RESULTS: A total of 3623 patients (once-daily liraglutide 1.8 mg, n = 2036; twice-daily exenatide 10 μg, n = 1587) were identified. Variables found to reduce adherence were younger age, female sex, Southern geographic region, twice-daily exenatide treatment, and higher percentage of copayment from the claimant. After adjusting for confounding factors, patients receiving once-daily liraglutide 1.8 mg were ∼11% more adherent than patients receiving twice-daily exenatide 10 μg (95% CI, 7-14; P < 0.0001). The odds ratio for "poor" adherence (MPR <80%) with twice-daily exenatide 10 μg therapy compared with liraglutide 1.8 mg once-daily was 1.33 (95% CI, 1.16-1.53; P < 0.0001).

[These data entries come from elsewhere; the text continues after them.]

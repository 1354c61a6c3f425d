//! Carrier module: identifiers, the symbol table, facts, relation templates,
//! and `State`.
//!
//! This is the foundational layer. Nothing from `operators` is imported here.

pub mod fact;
pub mod ident;
pub mod relation;
pub mod state;
pub mod symbol;
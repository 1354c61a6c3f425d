//! Relplan Kernel: the deterministic core of the action planner.
//!
//! # API Surface
//!
//! The kernel exposes the operations a search driver needs:
//!
//! - [`operators::ground::ground`] -- enumerate every applicable ground action
//!   of a schema against a state
//! - [`operators::apply::apply`] -- apply a ground action, producing a new state
//! - [`carrier::state::State::satisfies`] -- partial-goal satisfaction check
//!
//! plus the loader-facing construction surface ([`carrier::symbol::SymbolTable`],
//! [`operators::compose::SchemaBuilder`], [`operators::library::SchemaLibrary`]).
//!
//! # Module Dependency Direction
//!
//! `proof` ← `carrier` ← `operators`
//!
//! One-way only. No cycles. `operators` depends on `carrier`; `carrier`
//! depends on `proof` only for fingerprints and symbol table digests.

#![forbid(unsafe_code)]
#![deny(clippy::all)]
#![warn(clippy::pedantic)]

pub mod carrier;
pub mod error;
pub mod operators;
pub mod proof;

pub use error::{KernelError, KernelResult};
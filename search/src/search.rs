//! Search entry point and expansion loop.

use std::fmt;
use std::sync::Arc;

use relplan_kernel::carrier::state::State;
use relplan_kernel::carrier::symbol::NumericNames;
use relplan_kernel::operators::apply::apply;
use relplan_kernel::operators::ground::ground_all;
use relplan_kernel::operators::instance::ActionInstance;
use relplan_kernel::operators::schema::ActionSchema;

use crate::error::SearchError;
use crate::frontier::BestFirstFrontier;
use crate::heuristic::DependencyGraphScorer;
use crate::node::SearchNode;
use crate::policy::SearchPolicy;
use crate::scorer::StateScorer;

/// Why the search loop stopped.
#[derive(Debug, Clone, Copy, PartialEq, Eq)]
pub enum TerminationReason {
    /// A generated successor satisfied the goal.
    GoalReached { node_id: usize },
    /// The initial state already satisfied the goal; nothing was expanded.
    GoalSatisfiedAtRoot,
    /// Open emptied without reaching the goal.
    FrontierExhausted,
    /// `max_expansions` nodes were expanded without reaching the goal.
    ExpansionBudgetExceeded,
}

impl TerminationReason {
    #[must_use]
    pub const fn as_str(&self) -> &'static str {
        match self {
            Self::GoalReached { .. } => "goal_reached",
            Self::GoalSatisfiedAtRoot => "goal_satisfied_at_root",
            Self::FrontierExhausted => "frontier_exhausted",
            Self::ExpansionBudgetExceeded => "expansion_budget_exceeded",
        }
    }

    #[must_use]
    pub const fn is_goal(&self) -> bool {
        matches!(self, Self::GoalReached { .. } | Self::GoalSatisfiedAtRoot)
    }
}

impl fmt::Display for TerminationReason {
    fn fmt(&self, f: &mut fmt::Formatter<'_>) -> fmt::Result {
        f.write_str(self.as_str())
    }
}

/// Counters collected over one search run.
#[derive(Debug, Clone, Copy, Default, PartialEq, Eq)]
pub struct SearchStats {
    /// Nodes popped from Open and grounded.
    pub expansions: u64,
    /// Ground action instances produced across all expansions.
    pub generated: u64,
    /// Successors dropped because their state was already closed.
    pub duplicates: u64,
    /// Nodes popped at `max_depth` and not expanded.
    pub depth_skips: u64,
    pub frontier_high_water: usize,
    /// Nodes created, root included.
    pub nodes_created: usize,
}

#[derive(Debug, Clone)]
pub struct SearchResult {
    /// Actions in execution order; `None` unless the goal was reached.
    pub plan: Option<Vec<ActionInstance>>,
    pub termination: TerminationReason,
    pub stats: SearchStats,
}

impl SearchResult {
    #[must_use]
    pub fn is_goal_reached(&self) -> bool {
        self.termination.is_goal()
    }
}

/// Parent pointer for one created node, indexed by node id.
struct PathLink {
    parent: Option<usize>,
    action: Option<ActionInstance>,
}

/// Best-first search from `initial` toward `goal`.
///
/// Every state is closed when it is first generated, so no state is
/// expanded twice and a later, cheaper path to it is ignored. Ties on
/// `f_cost` break by depth, then creation order.
///
/// # Errors
///
/// Returns [`SearchError::InvalidPolicy`] only for pre-flight policy
/// validation failures. Exhaustion and budget limits are reported through
/// [`SearchResult::termination`].
pub fn search(
    initial: &State,
    goal: &State,
    schemas: &[Arc<ActionSchema>],
    policy: &SearchPolicy,
    scorer: &dyn StateScorer,
) -> Result<SearchResult, SearchError> {
    policy.validate()?;

    let mut stats = SearchStats {
        nodes_created: 1,
        ..SearchStats::default()
    };

    if initial.satisfies(goal) {
        tracing::info!(reason = "goal_satisfied_at_root", "search finished");
        return Ok(SearchResult {
            plan: Some(Vec::new()),
            termination: TerminationReason::GoalSatisfiedAtRoot,
            stats,
        });
    }

    let mut frontier = BestFirstFrontier::new();
    frontier.close(initial);
    frontier.push(SearchNode::root(initial.clone(), scorer.score(initial)));
    let mut trail = vec![PathLink {
        parent: None,
        action: None,
    }];

    let termination = 'search: loop {
        if stats.expansions >= policy.max_expansions {
            break TerminationReason::ExpansionBudgetExceeded;
        }
        let Some(current) = frontier.pop() else {
            break TerminationReason::FrontierExhausted;
        };
        if current.depth >= policy.max_depth {
            stats.depth_skips += 1;
            continue;
        }

        stats.expansions += 1;
        let instances = ground_all(schemas, &current.state);
        stats.generated += instances.len() as u64;
        tracing::debug!(
            node_id = current.node_id,
            f_cost = current.f_cost,
            depth = current.depth,
            successors = instances.len(),
            "expand"
        );

        for instance in instances {
            let next = apply(&current.state, &instance);
            if !frontier.close(&next) {
                stats.duplicates += 1;
                continue;
            }
            let node_id = trail.len();
            trail.push(PathLink {
                parent: Some(current.node_id),
                action: Some(instance),
            });
            stats.nodes_created += 1;
            if next.satisfies(goal) {
                break 'search TerminationReason::GoalReached { node_id };
            }
            let h_cost = scorer.score(&next);
            frontier.push(current.child(node_id, next, h_cost, policy.path_cost_weight));
        }
    };

    stats.frontier_high_water = frontier.high_water();
    let plan = match termination {
        TerminationReason::GoalReached { node_id } => Some(reconstruct_path(&trail, node_id)),
        _ => None,
    };
    tracing::info!(
        reason = termination.as_str(),
        expansions = stats.expansions,
        generated = stats.generated,
        duplicates = stats.duplicates,
        nodes = stats.nodes_created,
        plan_len = plan.as_ref().map(Vec::len),
        "search finished"
    );
    Ok(SearchResult {
        plan,
        termination,
        stats,
    })
}

/// Follow parent links from `node_id` to the root; actions in execution order.
fn reconstruct_path(trail: &[PathLink], node_id: usize) -> Vec<ActionInstance> {
    let mut plan = Vec::new();
    let mut cursor = Some(node_id);
    while let Some(id) = cursor {
        let link = &trail[id];
        if let Some(action) = &link.action {
            plan.push(action.clone());
        }
        cursor = link.parent;
    }
    plan.reverse();
    plan
}

/// Plan with the dependency-graph heuristic.
///
/// `Some(vec![])` when `initial` already satisfies `goal`; `None` when Open
/// is exhausted or the expansion budget runs out.
///
/// # Errors
///
/// Returns [`SearchError::InvalidPolicy`] if `policy` fails validation.
pub fn find_plan(
    initial: &State,
    goal: &State,
    schemas: &[Arc<ActionSchema>],
    policy: &SearchPolicy,
) -> Result<Option<Vec<ActionInstance>>, SearchError> {
    let scorer = DependencyGraphScorer::new(goal, schemas, policy.heuristic_depth, &NumericNames);
    Ok(search(initial, goal, schemas, policy, &scorer)?.plan)
}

CONCLUSIONS: This study found that adherence to once-daily liraglutide 1.8 mg treatment was superior to twice-daily exenatide 10 μg over a 12-month follow-up period. Nonadherence has important implications to the health care system, both in terms of clinical effectiveness and economic burden (eg, hospitalization, productivity losses). Using strategies to increase adherence is vital to reduce the future clinical and economic burden of diabetes.